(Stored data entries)
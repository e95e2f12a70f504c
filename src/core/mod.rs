//! Core building blocks shared by every command
//!
//! - **config**: runtime configuration read once from the process environment
//! - **error**: error types with contextual help messages and exit codes
//! - **runner**: external command execution behind a trait

pub mod config;
pub mod error;
pub mod runner;
//! Progress indicators for long-running operations
//!
//! Uses `linya`, which draws several bars from many threads without
//! allocating per update.

use linya::{Bar, Progress};
use std::sync::Mutex;

/// A single bar shared across rayon workers
pub struct SharedProgress {
  progress: Mutex<Progress>,
  bar: Bar,
}

impl SharedProgress {
  pub fn new(total: usize, label: impl Into<String>) -> Self {
    let mut progress = Progress::new();
    let bar = progress.bar(total, label.into());
    Self {
      progress: Mutex::new(progress),
      bar,
    }
  }

  /// Increment by 1 and redraw (thread-safe)
  pub fn inc(&self) {
    // A panicked worker must not stop the others from reporting
    let mut progress = self.progress.lock().unwrap_or_else(|e| e.into_inner());
    progress.inc_and_draw(&self.bar, 1);
  }
}
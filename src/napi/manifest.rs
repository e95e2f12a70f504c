//! Root package.json access
//!
//! The manifest is kept twice: as the raw JSON object (insertion order
//! preserved) for field selection and lossless rewrites, and as a typed view of
//! the fields release logic reads. Every field is optional in the typed view;
//! accessors turn absence into a `ConfigError` naming the field.

use crate::core::error::{ConfigError, RailError, RailResult, ResultExt};
use serde::Deserialize;
use serde_json::{Map, Value};
use std::collections::BTreeMap;
use std::path::{Path, PathBuf};

pub const MANIFEST_FILE: &str = "package.json";

/// Vendor extension key in package.json
pub const VENDOR_KEY: &str = "monorail";

/// `monorail` block in the root package.json
#[derive(Debug, Clone, Default, Deserialize)]
#[serde(rename_all = "camelCase")]
pub struct VendorBlock {
  /// Extra top-level keys to propagate into published manifests
  #[serde(default)]
  pub keep: Vec<String>,
  /// Name override for the wasm (node / napi-wasm) package
  #[serde(default)]
  pub wasm_package_name: Option<String>,
  /// Name override for the wasm-web package
  #[serde(default)]
  pub wasm_web_package_name: Option<String>,
}

#[derive(Debug, Clone, Deserialize)]
#[serde(untagged)]
pub enum Repository {
  Url(String),
  Object {
    #[serde(default)]
    url: Option<String>,
  },
}

/// Typed view of the root manifest fields monorail reads
#[derive(Debug, Clone, Default, Deserialize)]
#[serde(rename_all = "camelCase")]
pub struct ManifestFields {
  pub name: Option<String>,
  pub version: Option<String>,
  pub main: Option<String>,
  pub repository: Option<Repository>,
  pub files: Option<Vec<String>>,
  pub scripts: Option<BTreeMap<String, String>>,
  pub dependencies: Option<BTreeMap<String, String>>,
  pub private: Option<bool>,
  pub monorail: Option<VendorBlock>,
  pub napi: Option<Value>,
}

/// The consuming package's manifest
#[derive(Debug, Clone)]
pub struct RootManifest {
  path: PathBuf,
  raw: Map<String, Value>,
  fields: ManifestFields,
}

impl RootManifest {
  /// Load `<root>/package.json`
  pub fn load(root: &Path) -> RailResult<Self> {
    let path = root.join(MANIFEST_FILE);
    let raw = read_json_object(&path)?;
    Self::from_object(path, raw)
  }

  fn from_object(path: PathBuf, raw: Map<String, Value>) -> RailResult<Self> {
    let fields: ManifestFields = serde_json::from_value(Value::Object(raw.clone())).map_err(|e| {
      RailError::Config(ConfigError::Parse {
        path: path.clone(),
        reason: e.to_string(),
      })
    })?;
    Ok(Self { path, raw, fields })
  }

  /// Build a manifest from an in-memory value (not backed by a file)
  #[cfg(test)]
  pub fn from_value(value: Value) -> RailResult<Self> {
    match value {
      Value::Object(raw) => Self::from_object(PathBuf::from(MANIFEST_FILE), raw),
      _ => Err(RailError::message("manifest must be a JSON object")),
    }
  }

  pub fn path(&self) -> &Path {
    &self.path
  }

  pub fn name(&self) -> RailResult<&str> {
    non_empty(self.fields.name.as_deref()).ok_or_else(|| RailError::missing_field("name"))
  }

  pub fn version(&self) -> RailResult<&str> {
    non_empty(self.fields.version.as_deref()).ok_or_else(|| RailError::missing_field("version"))
  }

  pub fn main(&self) -> Option<&str> {
    self.fields.main.as_deref()
  }

  /// Published file list (empty when absent)
  pub fn files(&self) -> &[String] {
    self.fields.files.as_deref().unwrap_or_default()
  }

  /// Published file list, which must be non-empty
  pub fn require_files(&self) -> RailResult<&[String]> {
    let files = self.files();
    if files.is_empty() {
      return Err(RailError::missing_field("files"));
    }
    Ok(files)
  }

  pub fn postinstall(&self) -> Option<&str> {
    self
      .fields
      .scripts
      .as_ref()
      .and_then(|s| s.get("postinstall"))
      .map(String::as_str)
  }

  pub fn dependency(&self, name: &str) -> Option<&str> {
    self
      .fields
      .dependencies
      .as_ref()
      .and_then(|d| d.get(name))
      .map(String::as_str)
  }

  pub fn repository_url(&self) -> Option<&str> {
    match self.fields.repository.as_ref()? {
      Repository::Url(url) => Some(url),
      Repository::Object { url } => url.as_deref(),
    }
  }

  pub fn vendor(&self) -> Option<&VendorBlock> {
    self.fields.monorail.as_ref()
  }

  /// Raw `napi` block, if declared
  pub fn napi(&self) -> Option<&Value> {
    self.fields.napi.as_ref()
  }

  pub fn get(&self, key: &str) -> Option<&Value> {
    self.raw.get(key)
  }

  /// Copy the listed top-level keys that are present, in the order given
  pub fn pick(&self, keys: &[&str]) -> Map<String, Value> {
    let mut out = Map::new();
    for key in keys {
      if let Some(value) = self.raw.get(*key) {
        out.insert((*key).to_string(), value.clone());
      }
    }
    out
  }

  /// Set `"private": true` and persist, leaving every other key untouched
  pub fn mark_private(&mut self) -> RailResult<()> {
    self.raw.insert("private".to_string(), Value::Bool(true));
    self.fields.private = Some(true);
    write_json(&self.path, &Value::Object(self.raw.clone()))
  }
}

fn non_empty(value: Option<&str>) -> Option<&str> {
  value.filter(|v| !v.trim().is_empty())
}

/// Read a JSON file that must contain an object
pub fn read_json_object(path: &Path) -> RailResult<Map<String, Value>> {
  if !path.exists() {
    return Err(RailError::Config(ConfigError::NotFound {
      path: path.to_path_buf(),
    }));
  }

  let content = std::fs::read_to_string(path).with_context(|| format!("Failed to read {}", path.display()))?;
  let value: Value = serde_json::from_str(&content).map_err(|e| {
    RailError::Config(ConfigError::Parse {
      path: path.to_path_buf(),
      reason: e.to_string(),
    })
  })?;

  match value {
    Value::Object(map) => Ok(map),
    _ => Err(RailError::Config(ConfigError::Parse {
      path: path.to_path_buf(),
      reason: "expected a JSON object".to_string(),
    })),
  }
}

/// Write pretty JSON with a trailing newline
pub fn write_json(path: &Path, value: &Value) -> RailResult<()> {
  let mut content = serde_json::to_string_pretty(value)?;
  content.push('\n');
  std::fs::write(path, content).with_context(|| format!("Failed to write {}", path.display()))
}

:: WHAT TO WORK ON ::
All records must be repeated exactly, with none skipped.

:: RESPONSE BELOW ::
repository e95e2f12a70f504c
filename src/core/mod.rs
//! Core building blocks shared by every command
//!
//! - **config**: runtime configuration read once from the process environment
//! - **error**: error types with contextual help messages and exit codes
//! - **runner**: external command execution behind a trait

pub mod config;
pub mod error;
pub mod runner;
//! Progress indicators for long-running operations
//!
//! Uses `linya`, which draws several bars from many threads without
//! allocating per update.

use linya::{Bar, Progress};
use std::sync::Mutex;

/// A single bar shared across rayon workers
pub struct SharedProgress {
  progress: Mutex<Progress>,
  bar: Bar,
}

impl SharedProgress {
  pub fn new(total: usize, label: impl Into<String>) -> Self {
    let mut progress = Progress::new();
    let bar = progress.bar(total, label.into());
    Self {
      progress: Mutex::new(progress),
      bar,
    }
  }

  /// Increment by 1 and redraw (thread-safe)
  pub fn inc(&self) {
    // A panicked worker must not stop the others from reporting
    let mut progress = self.progress.lock().unwrap_or_else(|e| e.into_inner());
    progress.inc_and_draw(&self.bar, 1);
  }
}
filename src/napi/manifest.rs
repository e95e2f12a70f504c
//! Root package.json access
//!
//! The manifest is kept twice: as the raw JSON object (insertion order
//! preserved) for field selection and lossless rewrites, and as a typed view of
//! the fields release logic reads. Every field is optional in the typed view;
//! accessors turn absence into a `ConfigError` naming the field.

use crate::core::error::{ConfigError, RailError, RailResult, ResultExt};
use serde::Deserialize;
use serde_json::{Map, Value};
use std::collections::BTreeMap;
use std::path::{Path, PathBuf};

pub const MANIFEST_FILE: &str = "package.json";

/// Vendor extension key in package.json
pub const VENDOR_KEY: &str = "monorail";

/// `monorail` block in the root package.json
#[derive(Debug, Clone, Default, Deserialize)]
#[serde(rename_all = "camelCase")]
pub struct VendorBlock {
  /// Extra top-level keys to propagate into published manifests
  #[serde(default)]
  pub keep: Vec<String>,
  /// Name override for the wasm (node / napi-wasm) package
  #[serde(default)]
  pub wasm_package_name: Option<String>,
  /// Name override for the wasm-web package
  #[serde(default)]
  pub wasm_web_package_name: Option<String>,
}

#[derive(Debug, Clone, Deserialize)]
#[serde(untagged)]
pub enum Repository {
  Url(String),
  Object {
    #[serde(default)]
    url: Option<String>,
  },
}

/// Typed view of the root manifest fields monorail reads
#[derive(Debug, Clone, Default, Deserialize)]
#[serde(rename_all = "camelCase")]
pub struct ManifestFields {
  pub name: Option<String>,
  pub version: Option<String>,
  pub main: Option<String>,
  pub repository: Option<Repository>,
  pub files: Option<Vec<String>>,
  pub scripts: Option<BTreeMap<String, String>>,
  pub dependencies: Option<BTreeMap<String, String>>,
  pub private: Option<bool>,
  pub monorail: Option<VendorBlock>,
  pub napi: Option<Value>,
}

/// The consuming package's manifest
#[derive(Debug, Clone)]
pub struct RootManifest {
  path: PathBuf,
  raw: Map<String, Value>,
  fields: ManifestFields,
}

impl RootManifest {
  /// Load `<root>/package.json`
  pub fn load(root: &Path) -> RailResult<Self> {
    let path = root.join(MANIFEST_FILE);
    let raw = read_json_object(&path)?;
    Self::from_object(path, raw)
  }

  fn from_object(path: PathBuf, raw: Map<String, Value>) -> RailResult<Self> {
    let fields: ManifestFields = serde_json::from_value(Value::Object(raw.clone())).map_err(|e| {
      RailError::Config(ConfigError::Parse {
        path: path.clone(),
        reason: e.to_string(),
      })
    })?;
    Ok(Self { path, raw, fields })
  }

  /// Build a manifest from an in-memory value (not backed by a file)
  #[cfg(test)]
  pub fn from_value(value: Value) -> RailResult<Self> {
    match value {
      Value::Object(raw) => Self::from_object(PathBuf::from(MANIFEST_FILE), raw),
      _ => Err(RailError::message("manifest must be a JSON object")),
    }
  }

  pub fn path(&self) -> &Path {
    &self.path
  }

  pub fn name(&self) -> RailResult<&str> {
    non_empty(self.fields.name.as_deref()).ok_or_else(|| RailError::missing_field("name"))
  }

  pub fn version(&self) -> RailResult<&str> {
    non_empty(self.fields.version.as_deref()).ok_or_else(|| RailError::missing_field("version"))
  }

  pub fn main(&self) -> Option<&str> {
    self.fields.main.as_deref()
  }

  /// Published file list (empty when absent)
  pub fn files(&self) -> &[String] {
    self.fields.files.as_deref().unwrap_or_default()
  }

  /// Published file list, which must be non-empty
  pub fn require_files(&self) -> RailResult<&[String]> {
    let files = self.files();
    if files.is_empty() {
      return Err(RailError::missing_field("files"));
    }
    Ok(files)
  }

  pub fn postinstall(&self) -> Option<&str> {
    self
      .fields
      .scripts
      .as_ref()
      .and_then(|s| s.get("postinstall"))
      .map(String::as_str)
  }

  pub fn dependency(&self, name: &str) -> Option<&str> {
    self
      .fields
      .dependencies
      .as_ref()
      .and_then(|d| d.get(name))
      .map(String::as_str)
  }

  pub fn repository_url(&self) -> Option<&str> {
    match self.fields.repository.as_ref()? {
      Repository::Url(url) => Some(url),
      Repository::Object { url } => url.as_deref(),
    }
  }

  pub fn vendor(&self) -> Option<&VendorBlock> {
    self.fields.monorail.as_ref()
  }

  /// Raw `napi` block, if declared
  pub fn napi(&self) -> Option<&Value> {
    self.fields.napi.as_ref()
  }

  pub fn get(&self, key: &str) -> Option<&Value> {
    self.raw.get(key)
  }

  /// Copy the listed top-level keys that are present, in the order given
  pub fn pick(&self, keys: &[&str]) -> Map<String, Value> {
    let mut out = Map::new();
    for key in keys {
      if let Some(value) = self.raw.get(*key) {
        out.insert((*key).to_string(), value.clone());
      }
    }
    out
  }

  /// Set `"private": true` and persist, leaving every other key untouched
  pub fn mark_private(&mut self) -> RailResult<()> {
    self.raw.insert("private".to_string(), Value::Bool(true));
    self.fields.private = Some(true);
    write_json(&self.path, &Value::Object(self.raw.clone()))
  }
}

fn non_empty(value: Option<&str>) -> Option<&str> {
  value.filter(|v| !v.trim().is_empty())
}

/// Read a JSON file that must contain an object
pub fn read_json_object(path: &Path) -> RailResult<Map<String, Value>> {
  if !path.exists() {
    return Err(RailError::Config(ConfigError::NotFound {
      path: path.to_path_buf(),
    }));
  }

  let content = std::fs::read_to_string(path).with_context(|| format!("Failed to read {}", path.display()))?;
  let value: Value = serde_json::from_str(&content).map_err(|e| {
    RailError::Config(ConfigError::Parse {
      path: path.to_path_buf(),
      reason: e.to_string(),
    })
  })?;

  match value {
    Value::Object(map) => Ok(map),
    _ => Err(RailError::Config(ConfigError::Parse {
      path: path.to_path_buf(),
      reason: "expected a JSON object".to_string(),
    })),
  }
}

/// Write pretty JSON with a trailing newline
pub fn write_json(path: &Path, value: &Value) -> RailResult<()> {
  let mut content = serde_json::to_string_pretty(value)?;
  content.push('\n');
  std::fs::write(path, content).with_context(|| format!("Failed to write {}", path.display()))
}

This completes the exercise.